• Your goal
The lines from the start of the data up to and including the one with "pub fn suffix(&self)" should be returned exactly, and nothing else.

[Material supplied — start]

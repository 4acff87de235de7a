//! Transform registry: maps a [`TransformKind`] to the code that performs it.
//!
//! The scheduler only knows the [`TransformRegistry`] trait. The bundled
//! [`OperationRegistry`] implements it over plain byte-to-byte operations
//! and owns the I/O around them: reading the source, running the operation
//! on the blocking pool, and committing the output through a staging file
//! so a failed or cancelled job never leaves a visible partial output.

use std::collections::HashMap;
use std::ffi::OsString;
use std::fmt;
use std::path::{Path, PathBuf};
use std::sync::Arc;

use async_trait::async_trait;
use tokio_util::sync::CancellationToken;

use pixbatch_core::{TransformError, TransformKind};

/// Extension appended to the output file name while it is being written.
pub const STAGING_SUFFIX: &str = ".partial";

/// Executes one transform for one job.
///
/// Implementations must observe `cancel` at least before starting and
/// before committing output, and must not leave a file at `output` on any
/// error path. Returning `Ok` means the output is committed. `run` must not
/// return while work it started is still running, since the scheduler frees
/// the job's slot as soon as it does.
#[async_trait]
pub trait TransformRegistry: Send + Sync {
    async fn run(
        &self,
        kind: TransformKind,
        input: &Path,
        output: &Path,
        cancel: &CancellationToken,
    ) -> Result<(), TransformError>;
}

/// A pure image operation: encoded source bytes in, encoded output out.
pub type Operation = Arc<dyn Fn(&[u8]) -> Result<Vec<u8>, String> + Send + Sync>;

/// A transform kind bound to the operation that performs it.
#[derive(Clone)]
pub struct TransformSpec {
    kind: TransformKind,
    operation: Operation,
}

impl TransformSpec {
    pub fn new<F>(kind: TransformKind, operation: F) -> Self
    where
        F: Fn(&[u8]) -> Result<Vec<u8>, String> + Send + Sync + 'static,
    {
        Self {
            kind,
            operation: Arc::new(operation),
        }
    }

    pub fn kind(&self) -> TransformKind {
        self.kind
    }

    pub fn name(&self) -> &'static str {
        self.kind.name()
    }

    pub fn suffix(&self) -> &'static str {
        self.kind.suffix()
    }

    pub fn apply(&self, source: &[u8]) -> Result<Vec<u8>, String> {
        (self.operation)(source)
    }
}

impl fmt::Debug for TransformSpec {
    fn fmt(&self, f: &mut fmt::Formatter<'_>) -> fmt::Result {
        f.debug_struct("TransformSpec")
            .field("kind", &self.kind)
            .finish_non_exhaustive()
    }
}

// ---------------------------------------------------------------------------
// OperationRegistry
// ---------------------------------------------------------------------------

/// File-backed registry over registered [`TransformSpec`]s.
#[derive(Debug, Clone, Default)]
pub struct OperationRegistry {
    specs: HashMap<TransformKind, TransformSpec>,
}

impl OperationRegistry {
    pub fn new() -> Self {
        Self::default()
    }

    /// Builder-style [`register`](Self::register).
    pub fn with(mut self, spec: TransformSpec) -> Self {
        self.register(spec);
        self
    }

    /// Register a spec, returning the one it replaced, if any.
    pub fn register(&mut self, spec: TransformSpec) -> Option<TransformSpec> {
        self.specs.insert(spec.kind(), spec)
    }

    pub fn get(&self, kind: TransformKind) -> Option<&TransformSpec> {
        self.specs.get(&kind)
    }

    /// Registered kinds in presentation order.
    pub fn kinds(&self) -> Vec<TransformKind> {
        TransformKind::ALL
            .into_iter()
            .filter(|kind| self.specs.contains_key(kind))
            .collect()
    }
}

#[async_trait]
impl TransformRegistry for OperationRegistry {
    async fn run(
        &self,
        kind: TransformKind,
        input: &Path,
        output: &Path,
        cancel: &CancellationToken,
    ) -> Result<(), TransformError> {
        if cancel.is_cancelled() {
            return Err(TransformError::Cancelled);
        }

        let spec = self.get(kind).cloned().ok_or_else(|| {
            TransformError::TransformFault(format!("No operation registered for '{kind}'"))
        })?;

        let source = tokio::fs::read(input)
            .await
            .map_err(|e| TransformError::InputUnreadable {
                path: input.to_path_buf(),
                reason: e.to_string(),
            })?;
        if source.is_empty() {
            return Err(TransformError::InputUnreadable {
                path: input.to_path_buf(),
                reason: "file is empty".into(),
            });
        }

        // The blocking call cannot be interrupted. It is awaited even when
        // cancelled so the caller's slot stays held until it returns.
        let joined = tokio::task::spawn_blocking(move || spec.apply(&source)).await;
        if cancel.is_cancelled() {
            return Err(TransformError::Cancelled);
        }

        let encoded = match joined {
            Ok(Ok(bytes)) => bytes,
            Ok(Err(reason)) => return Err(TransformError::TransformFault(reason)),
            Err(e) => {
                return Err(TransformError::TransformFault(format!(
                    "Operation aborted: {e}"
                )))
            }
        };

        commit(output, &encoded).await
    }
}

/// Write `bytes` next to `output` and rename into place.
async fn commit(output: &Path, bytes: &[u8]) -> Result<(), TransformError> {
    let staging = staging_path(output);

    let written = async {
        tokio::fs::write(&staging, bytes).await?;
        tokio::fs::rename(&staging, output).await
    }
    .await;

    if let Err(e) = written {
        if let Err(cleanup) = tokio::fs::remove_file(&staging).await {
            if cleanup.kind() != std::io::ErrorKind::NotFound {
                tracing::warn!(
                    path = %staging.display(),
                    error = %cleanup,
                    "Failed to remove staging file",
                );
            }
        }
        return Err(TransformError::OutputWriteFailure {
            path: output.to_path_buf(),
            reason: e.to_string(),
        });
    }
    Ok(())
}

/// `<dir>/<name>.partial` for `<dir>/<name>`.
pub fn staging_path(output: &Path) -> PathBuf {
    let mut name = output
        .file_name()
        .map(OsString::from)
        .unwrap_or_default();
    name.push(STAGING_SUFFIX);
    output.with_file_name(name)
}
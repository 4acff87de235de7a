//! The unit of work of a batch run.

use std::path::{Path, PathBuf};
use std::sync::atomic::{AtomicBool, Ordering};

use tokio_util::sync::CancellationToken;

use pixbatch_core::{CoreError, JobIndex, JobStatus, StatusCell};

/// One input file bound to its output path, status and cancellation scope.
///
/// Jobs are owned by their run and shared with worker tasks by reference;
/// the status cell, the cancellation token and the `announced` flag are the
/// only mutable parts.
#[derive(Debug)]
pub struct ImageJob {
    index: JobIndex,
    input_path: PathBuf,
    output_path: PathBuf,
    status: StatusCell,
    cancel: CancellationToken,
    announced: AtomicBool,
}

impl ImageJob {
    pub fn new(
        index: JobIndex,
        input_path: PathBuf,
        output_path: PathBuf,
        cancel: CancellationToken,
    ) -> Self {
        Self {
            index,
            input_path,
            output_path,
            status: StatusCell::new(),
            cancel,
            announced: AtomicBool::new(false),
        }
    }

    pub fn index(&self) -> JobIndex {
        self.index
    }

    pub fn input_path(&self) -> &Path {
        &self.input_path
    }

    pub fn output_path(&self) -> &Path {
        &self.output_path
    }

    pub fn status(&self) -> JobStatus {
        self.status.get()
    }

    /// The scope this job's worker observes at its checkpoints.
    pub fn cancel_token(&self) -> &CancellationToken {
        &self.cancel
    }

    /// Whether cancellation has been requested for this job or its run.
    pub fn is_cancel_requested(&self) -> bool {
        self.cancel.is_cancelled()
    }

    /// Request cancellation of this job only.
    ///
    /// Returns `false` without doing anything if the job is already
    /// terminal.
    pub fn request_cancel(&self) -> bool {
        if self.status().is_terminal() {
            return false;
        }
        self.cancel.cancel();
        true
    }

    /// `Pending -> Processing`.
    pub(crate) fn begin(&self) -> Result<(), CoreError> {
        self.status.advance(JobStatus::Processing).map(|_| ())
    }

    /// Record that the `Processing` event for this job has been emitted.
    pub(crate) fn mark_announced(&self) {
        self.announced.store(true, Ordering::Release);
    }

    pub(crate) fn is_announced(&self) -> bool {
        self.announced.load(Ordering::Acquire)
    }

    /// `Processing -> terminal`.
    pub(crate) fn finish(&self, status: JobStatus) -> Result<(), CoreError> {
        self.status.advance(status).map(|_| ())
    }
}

[Material supplied — finish]

• Result for this task
repository 4acff87de235de7a
//! Transform registry: maps a [`TransformKind`] to the code that performs it.
//!
//! The scheduler only knows the [`TransformRegistry`] trait. The bundled
//! [`OperationRegistry`] implements it over plain byte-to-byte operations
//! and owns the I/O around them: reading the source, running the operation
//! on the blocking pool, and committing the output through a staging file
//! so a failed or cancelled job never leaves a visible partial output.

use std::collections::HashMap;
use std::ffi::OsString;
use std::fmt;
use std::path::{Path, PathBuf};
use std::sync::Arc;

use async_trait::async_trait;
use tokio_util::sync::CancellationToken;

use pixbatch_core::{TransformError, TransformKind};

/// Extension appended to the output file name while it is being written.
pub const STAGING_SUFFIX: &str = ".partial";

/// Executes one transform for one job.
///
/// Implementations must observe `cancel` at least before starting and
/// before committing output, and must not leave a file at `output` on any
/// error path. Returning `Ok` means the output is committed. `run` must not
/// return while work it started is still running, since the scheduler frees
/// the job's slot as soon as it does.
#[async_trait]
pub trait TransformRegistry: Send + Sync {
    async fn run(
        &self,
        kind: TransformKind,
        input: &Path,
        output: &Path,
        cancel: &CancellationToken,
    ) -> Result<(), TransformError>;
}

/// A pure image operation: encoded source bytes in, encoded output out.
pub type Operation = Arc<dyn Fn(&[u8]) -> Result<Vec<u8>, String> + Send + Sync>;

/// A transform kind bound to the operation that performs it.
#[derive(Clone)]
pub struct TransformSpec {
    kind: TransformKind,
    operation: Operation,
}

impl TransformSpec {
    pub fn new<F>(kind: TransformKind, operation: F) -> Self
    where
        F: Fn(&[u8]) -> Result<Vec<u8>, String> + Send + Sync + 'static,
    {
        Self {
            kind,
            operation: Arc::new(operation),
        }
    }

    pub fn kind(&self) -> TransformKind {
        self.kind
    }

    pub fn name(&self) -> &'static str {
        self.kind.name()
    }

    pub fn suffix(&self) -> &'static str {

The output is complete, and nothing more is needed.